**TASK**
Print each line once more, unchanged, from the line holding "#[derive(Clone, Debug, PartialEq, Eq, Error)]" to the end of the listing below.
******
//! Structural scan errors.
//!
//! Offsets are byte offsets into the masked text (comments and literals
//! already replaced), which is the text the atom splitter sees.

use thiserror::Error;

#[derive(Clone, Debug, PartialEq, Eq, Error)]
pub enum ScanError {
    #[error("unbalanced delimiter '{found}' at offset {offset}: expected '{expected}'")]
    MismatchedDelimiter {
        offset: usize,
        found: char,
        expected: char,
    },

    #[error("unbalanced delimiter '{found}' at offset {offset}: nothing to close")]
    UnmatchedClose { offset: usize, found: char },

    #[error("unbalanced delimiter '{open}' at offset {offset}: never closed")]
    Unclosed { offset: usize, open: char },

    #[error("bracket nesting exceeds {limit} levels at offset {offset}")]
    NestingTooDeep { offset: usize, limit: usize },
}

impl ScanError {
    pub const fn offset(&self) -> usize {
        match *self {
            Self::MismatchedDelimiter { offset, .. }
            | Self::UnmatchedClose { offset, .. }
            | Self::Unclosed { offset, .. }
            | Self::NestingTooDeep { offset, .. } => offset,
        }
    }
}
******
**EXERCISE ANSWER**
#[derive(Clone, Debug, PartialEq, Eq, Error)]
pub enum ScanError {
    #[error("unbalanced delimiter '{found}' at offset {offset}: expected '{expected}'")]
    MismatchedDelimiter {
        offset: usize,
        found: char,
        expected: char,
    },

    #[error("unbalanced delimiter '{found}' at offset {offset}: nothing to close")]
    UnmatchedClose { offset: usize, found: char },

    #[error("unbalanced delimiter '{open}' at offset {offset}: never closed")]
    Unclosed { offset: usize, open: char },

    #[error("bracket nesting exceeds {limit} levels at offset {offset}")]
    NestingTooDeep { offset: usize, limit: usize },
}

impl ScanError {
    pub const fn offset(&self) -> usize {
        match *self {
            Self::MismatchedDelimiter { offset, .. }
            | Self::UnmatchedClose { offset, .. }
            | Self::Unclosed { offset, .. }
            | Self::NestingTooDeep { offset, .. } => offset,
        }
    }
}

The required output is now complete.